Volver a ser niño. Experimentarlo todo con la
curiosidad de quien no lo ha visto antes, preguntar por todo con la sincera intención
de conocerlo y la mente abierta de quien no da nada por sabido, amar con la espontaneidad
de quien se reconoce tan necesitado como aquél que tiene enfrente. Sólo el
adulto que se hace niño puede relacionarse con la sinceridad que evita dañar a
nadie; acepta de las manos de Dios una flor para deponer sus armas; se reconoce
en la mirada de los buscadores de paz y en las manos de los luchadores por la
justicia; hace siempre el amor con la misma ilusión del primer día; saborea la
mesa compartida con la fruición propia
de quien se ha visto solo anteriormente; se vacía a sí mismo para dejar sitio a
todos y se muestra transparente y leal,
aunque no siempre sea fácil; puede ver en su familia y amigos mucho más de lo
que se ve y los acepta como son, aunque a veces cueste; escruta en todos los
demás cualquier resquicio que pueda mostrarle un pedazo de su alma, de la
naturaleza que ambos comparten y se esfuerza por descubrir en el contrario el
Dios que también habita en él, aunque aún no lo sepa.
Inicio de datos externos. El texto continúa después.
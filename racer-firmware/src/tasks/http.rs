// HTTP Server Task - Steuerseite und WebSocket-Fernsteuerung
use core::future::pending;
use defmt::{info, warn};
use embassy_futures::select::{Either, select};
use embassy_net::Stack;
use embassy_time::Duration;
use picoserve::{io::embedded_io_async, response::IntoResponse, response::ws, routing::get};
use racer_core::{MotorCommand, MotorIndex, MotorUpdate, parse_headlight};
use rgb::RGB8;
use serde::Serialize;

use crate::config::*;
use crate::web::{
    INDEX_HTML,
    protocol::{MessageType, WsClientMessage, WsServerMessage},
};
use crate::{CommandSignal, MotorQueues, SharedLedState, TelemetryChannel, TelemetrySubscriber};

/// Antwort des `/ws` Endpoints: Upgrade oder 503 ohne freien Subscriber-Slot
enum WebSocketResponse {
    Upgrade(
        ws::UpgradedWebSocket<ws::UnspecifiedProtocol, ws::CallbackNotUsingState<WebSocketHandler>>,
    ),
    ServiceUnavailable,
}

impl IntoResponse for WebSocketResponse {
    async fn write_to<
        R: embedded_io_async::Read,
        W: picoserve::response::ResponseWriter<Error = R::Error>,
    >(
        self,
        connection: picoserve::response::Connection<'_, R>,
        response_writer: W,
    ) -> Result<picoserve::ResponseSent, W::Error> {
        match self {
            WebSocketResponse::Upgrade(ws) => ws.write_to(connection, response_writer).await,
            WebSocketResponse::ServiceUnavailable => {
                picoserve::response::Response::new(
                    picoserve::response::StatusCode::new(503),
                    "Service Unavailable: Too many remote controls connected",
                )
                .with_header("Retry-After", "5")
                .write_to(connection, response_writer)
                .await
            }
        }
    }
}

/// HTTP Server Task
///
/// - `GET /` liefert die Steuerseite
/// - `/ws` nimmt Fahr-, Scheinwerfer-, Zonen- und Stopp-Kommandos als JSON
///   entgegen und schickt jede Telemetrie-Nachricht an den Browser
///
/// Wird `HTTP_TASK_POOL_SIZE`-mal gespawnt, damit Seite und WebSocket
/// parallel bedient werden können.
#[embassy_executor::task(pool_size = HTTP_TASK_POOL_SIZE)]
pub async fn http_server_task(
    task_id: usize,
    stack: &'static Stack<'static>,
    telemetry: &'static TelemetryChannel,
    commands: &'static CommandSignal,
    motor_queues: &'static MotorQueues,
    led_state: &'static SharedLedState,
) {
    info!("HTTP: Server task {} starting on port 80...", task_id);

    let app = picoserve::Router::new().route("/", get(serve_html)).route(
        "/ws",
        get(
            move |upgrade: picoserve::response::WebSocketUpgrade| async move {
                match telemetry.subscriber() {
                    Ok(subscriber) => {
                        let handler = WebSocketHandler {
                            commands,
                            motor_queues,
                            led_state,
                            telemetry: subscriber,
                        };
                        WebSocketResponse::Upgrade(upgrade.on_upgrade(handler))
                    }
                    Err(_) => {
                        warn!("HTTP: No telemetry subscriber slot left, sending 503");
                        WebSocketResponse::ServiceUnavailable
                    }
                }
            },
        ),
    );

    let config = picoserve::Config::new(picoserve::Timeouts {
        start_read_request: Some(Duration::from_secs(5)),
        read_request: Some(Duration::from_secs(1)),
        write: Some(Duration::from_secs(1)),
        persistent_start_read_request: Some(Duration::from_secs(5)),
    })
    .keep_connection_alive();

    let mut http_buffer = [0u8; HTTP_BUFFER_SIZE];
    let mut rx_buffer = [0u8; TCP_RX_BUFFER_SIZE];
    let mut tx_buffer = [0u8; TCP_TX_BUFFER_SIZE];

    let server = picoserve::Server::new(&app, &config, &mut http_buffer);
    let _ = server
        .listen_and_serve(task_id, *stack, 80, &mut rx_buffer, &mut tx_buffer)
        .await;

    info!("HTTP: Server task {} ended", task_id);
}

async fn serve_html() -> impl IntoResponse {
    picoserve::response::Response::new(picoserve::response::StatusCode::OK, INDEX_HTML)
        .with_header("Content-Type", "text/html; charset=utf-8")
}

/// Zustand einer WebSocket-Verbindung
struct WebSocketHandler {
    commands: &'static CommandSignal,
    motor_queues: &'static MotorQueues,
    led_state: &'static SharedLedState,
    telemetry: TelemetrySubscriber,
}

impl ws::WebSocketCallback for WebSocketHandler {
    async fn run<R: embedded_io_async::Read, W: embedded_io_async::Write<Error = R::Error>>(
        mut self,
        mut rx: ws::SocketRx<R>,
        mut tx: ws::SocketTx<W>,
    ) -> Result<(), W::Error> {
        info!("HTTP: Remote control connected");

        let mut buffer = [0u8; WEBSOCKET_BUFFER_SIZE];

        let close_reason = loop {
            match select(
                rx.next_message(&mut buffer, pending()),
                self.telemetry.next_message_pure(),
            )
            .await
            {
                Either::First(ws_result) => match ws_result?.ignore_never_b() {
                    Ok(ws::Message::Text(data)) => {
                        let targets = CommandTargets {
                            commands: self.commands,
                            motor_queues: self.motor_queues,
                            led_state: self.led_state,
                        };
                        if let Err(message) = handle_command(targets, data.as_bytes()).await {
                            warn!("HTTP: Rejected command: {}", message);
                            send_json(&mut tx, &WsServerMessage::Error { message }).await?;
                        }
                    }
                    Ok(ws::Message::Binary(data)) => {
                        info!("HTTP: Binary message ignored ({} bytes)", data.len());
                    }
                    Ok(ws::Message::Ping(data)) => tx.send_pong(data).await?,
                    Ok(ws::Message::Pong(_)) => {}
                    Ok(ws::Message::Close(_)) => break None,
                    Err(error) => {
                        warn!("HTTP: WebSocket error");
                        break Some((error.code(), "WebSocket Error"));
                    }
                },
                Either::Second(msg) => send_json(&mut tx, &msg).await?,
            }
        };

        info!("HTTP: Remote control disconnected");
        tx.close(close_reason).await
    }
}

/// Empfänger der dekodierten Kommandos
struct CommandTargets {
    commands: &'static CommandSignal,
    motor_queues: &'static MotorQueues,
    led_state: &'static SharedLedState,
}

/// Dekodiert ein JSON-Kommando über dieselben Decoder wie das Funk-Protokoll
async fn handle_command(targets: CommandTargets, data: &[u8]) -> Result<(), &'static str> {
    let CommandTargets {
        commands,
        motor_queues,
        led_state,
    } = targets;

    let (msg, _) =
        serde_json_core::from_slice::<WsClientMessage>(data).map_err(|_| "JSON parse error")?;

    match msg.msg_type {
        MessageType::Drive => {
            let bytes = msg.drive_bytes().ok_or("drive: missing field")?;
            let command =
                MotorCommand::try_from(&bytes[..]).map_err(|_| "drive: invalid command")?;
            info!("HTTP: Drive {}", command);
            commands.signal(command);
        }
        MessageType::Headlight => {
            let bytes = msg.headlight_bytes().ok_or("headlight: missing field")?;
            let color: RGB8 = parse_headlight(&bytes).map_err(|_| "headlight: invalid color")?;
            info!("HTTP: Headlight ({}, {}, {})", color.r, color.g, color.b);
            led_state.lock().await.set_headlight(color);
        }
        MessageType::Zone => {
            let zone = usize::from(msg.zone.ok_or("zone: missing index")?);
            let mut state = led_state.lock().await;
            let result = if msg.has_no_color() {
                info!("HTTP: Zone {} cleared", zone);
                state.clear_zone_color(zone)
            } else {
                let bytes = msg.headlight_bytes().ok_or("zone: incomplete color")?;
                let color: RGB8 = parse_headlight(&bytes).map_err(|_| "zone: invalid color")?;
                info!("HTTP: Zone {} ({}, {}, {})", zone, color.r, color.g, color.b);
                state.set_zone_color(zone, color)
            };
            result.map_err(|_| "zone: invalid index")?;
        }
        MessageType::Stop => {
            let index = msg.motor.ok_or("stop: missing motor")?;
            let motor = MotorIndex::try_from(index).map_err(|_| "stop: invalid motor")?;
            info!("HTTP: Stop motor {}", motor);
            motor_queues[motor.as_usize()]
                .try_send(MotorUpdate::stop(motor))
                .map_err(|_| "stop: motor queue full")?;
        }
    }
    Ok(())
}

/// Serialisiert eine Nachricht und sendet sie als Text-Frame
///
/// Zu große Nachrichten werden verworfen, die Verbindung bleibt offen.
async fn send_json<W: embedded_io_async::Write, T: Serialize>(
    tx: &mut ws::SocketTx<W>,
    msg: &T,
) -> Result<(), W::Error> {
    let mut json_buffer = [0u8; JSON_BUFFER_SIZE];
    let Ok(n) = serde_json_core::to_slice(msg, &mut json_buffer) else {
        warn!("HTTP: Message exceeds JSON buffer");
        return Ok(());
    };
    match core::str::from_utf8(&json_buffer[..n]) {
        Ok(json) => tx.send_text(json).await,
        Err(_) => Ok(()),
    }
}
//! Gemeinsame Mocks für die Integration Tests

#![allow(dead_code)]

use racer_core::{BridgeLeg, LedError, LedFrame, MotorIndex, MotorPwm, PwmChannel, PwmError, SmartLedWriter};

// ============================================================================
// Mock LED Writer
// ============================================================================

#[derive(Default)]
pub struct MockLedWriter {
    pub last_frame: Option<LedFrame>,
    pub write_count: usize,
    pub fail_next_write: bool,
}

impl MockLedWriter {
    pub fn new() -> Self {
        Self::default()
    }
}

impl SmartLedWriter for MockLedWriter {
    fn write(&mut self, frame: &LedFrame) -> Result<(), LedError> {
        if self.fail_next_write {
            self.fail_next_write = false;
            return Err(LedError::WriteFailed);
        }

        self.last_frame = Some(*frame);
        self.write_count += 1;
        Ok(())
    }
}

// ============================================================================
// Mock Motor PWM
// ============================================================================

/// Zeichnet jeden Schreibzugriff auf und hält die aktuellen Duty-Werte
#[derive(Default)]
pub struct MockMotorPwm {
    pub writes: Vec<(PwmChannel, u16)>,
    /// [Motor][Zweig] → aktueller Duty
    pub duty: [[u16; 2]; 2],
    /// Wurden jemals beide Zweige eines Motors gleichzeitig angesteuert?
    pub shoot_through: bool,
    pub fail_next_write: bool,
    /// Wie eine einzelne H-Brücke: nur dieser Motor ist angeschlossen
    pub owner: Option<MotorIndex>,
}

impl MockMotorPwm {
    pub fn new() -> Self {
        Self::default()
    }

    /// Brücke für genau einen Motor
    pub fn for_motor(motor: MotorIndex) -> Self {
        Self {
            owner: Some(motor),
            ..Self::default()
        }
    }

    pub fn duty_of(&self, motor: MotorIndex, leg: BridgeLeg) -> u16 {
        self.duty[motor.as_usize()][leg_index(leg)]
    }
}

fn leg_index(leg: BridgeLeg) -> usize {
    match leg {
        BridgeLeg::Forward => 0,
        BridgeLeg::Backward => 1,
    }
}

impl MotorPwm for MockMotorPwm {
    fn set_duty(&mut self, channel: PwmChannel, duty: u16) -> Result<(), PwmError> {
        if self.fail_next_write {
            self.fail_next_write = false;
            return Err(PwmError::WriteFailed);
        }
        if let Some(owner) = self.owner {
            if owner != channel.motor {
                return Err(PwmError::ForeignMotor(channel.motor));
            }
        }

        let legs = &mut self.duty[channel.motor.as_usize()];
        legs[leg_index(channel.leg)] = duty;
        if legs[0] != 0 && legs[1] != 0 {
            self.shoot_through = true;
        }
        self.writes.push((channel, duty));
        Ok(())
    }
}
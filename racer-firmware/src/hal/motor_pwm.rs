// LEDC PWM für die beiden H-Brücken
//
// Vier Low-Speed-Kanäle an einem gemeinsamen 10-Bit Timer (15 kHz):
// Kanal 0/1 = Motor A vorwärts/rückwärts, Kanal 2/3 = Motor B.
// Pro Motor entsteht eine eigene Brücke (`LedcMotorPwm`).

use esp_hal::gpio::AnyPin;
use esp_hal::ledc::channel::{self, ChannelHW, ChannelIFace};
use esp_hal::ledc::timer::{self, TimerIFace};
use esp_hal::ledc::{LSGlobalClkSource, Ledc, LowSpeed};
use esp_hal::time::Rate;
use racer_core::{BridgeLeg, MotorIndex, MotorPwm, PwmChannel, PwmError};
use static_cell::StaticCell;

use crate::config::MOTOR_PWM_FREQUENCY_KHZ;

/// Timer muss 'static sein, da die Kanäle ihn referenzieren
static MOTOR_TIMER: StaticCell<timer::Timer<'static, LowSpeed>> = StaticCell::new();

/// Die vier Brücken-Pins (mit `degrade()` auf `AnyPin` gebracht)
pub struct MotorPins {
    pub a_forward: AnyPin<'static>,
    pub a_backward: AnyPin<'static>,
    pub b_forward: AnyPin<'static>,
    pub b_backward: AnyPin<'static>,
}

/// Real Hardware H-Brücke eines Motors über LEDC
///
/// Jeder Motor-Task besitzt genau eine Brücke, damit Rampen der beiden
/// Motoren unabhängig voneinander laufen.
pub struct LedcMotorPwm {
    motor: MotorIndex,
    /// [Vorwärts, Rückwärts]
    channels: [channel::Channel<'static, LowSpeed>; 2],
}

impl LedcMotorPwm {
    /// Konfiguriert Timer und Kanäle; alle Duty-Werte starten bei 0
    ///
    /// Liefert die Brücken von Motor A und B (Index = `MotorIndex::as_usize()`).
    /// Darf nur einmal aufgerufen werden (StaticCell für den Timer).
    pub fn split(
        ledc_peripheral: esp_hal::peripherals::LEDC<'static>,
        pins: MotorPins,
    ) -> Result<[Self; 2], PwmError> {
        let mut ledc = Ledc::new(ledc_peripheral);
        ledc.set_global_slow_clock(LSGlobalClkSource::APBClk);

        let motor_timer = MOTOR_TIMER.init(ledc.timer::<LowSpeed>(timer::Number::Timer0));
        motor_timer
            .configure(timer::config::Config {
                duty: timer::config::Duty::Duty10Bit,
                clock_source: timer::LSClockSource::APBClk,
                frequency: Rate::from_khz(MOTOR_PWM_FREQUENCY_KHZ),
            })
            .map_err(|_| PwmError::WriteFailed)?;

        let MotorPins {
            a_forward,
            a_backward,
            b_forward,
            b_backward,
        } = pins;

        let configure = |number: channel::Number, pin: AnyPin<'static>| {
            let mut ch = ledc.channel(number, pin);
            ch.configure(channel::config::Config {
                timer: &*motor_timer,
                duty_pct: 0,
                pin_config: channel::config::PinConfig::PushPull,
            })
            .map(|_| ch)
            .map_err(|_| PwmError::WriteFailed)
        };

        let motor_a = Self {
            motor: MotorIndex::A,
            channels: [
                configure(channel::Number::Channel0, a_forward)?,
                configure(channel::Number::Channel1, a_backward)?,
            ],
        };
        let motor_b = Self {
            motor: MotorIndex::B,
            channels: [
                configure(channel::Number::Channel2, b_forward)?,
                configure(channel::Number::Channel3, b_backward)?,
            ],
        };

        Ok([motor_a, motor_b])
    }

    pub fn motor(&self) -> MotorIndex {
        self.motor
    }
}

impl MotorPwm for LedcMotorPwm {
    fn set_duty(&mut self, channel: PwmChannel, duty: u16) -> Result<(), PwmError> {
        let leg = match channel.leg {
            BridgeLeg::Forward => 0,
            BridgeLeg::Backward => 1,
        };
        if channel.motor != self.motor {
            return Err(PwmError::ForeignMotor(channel.motor));
        }
        self.channels[leg].set_duty_hw(u32::from(duty));
        Ok(())
    }
}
Antes o después, Dios
nace en todo ser humano tal como ha nacido ya en la totalidad de su creación.
Por encima de la sangre y de los afectos, estamos llamados a reconocerle y a unirnos
en él como hijos y hermanos. Es esa realidad santa, por lo costosa y gozosa,
que llamamos pueblo, reino, cuerpo donde nos encontramos todos.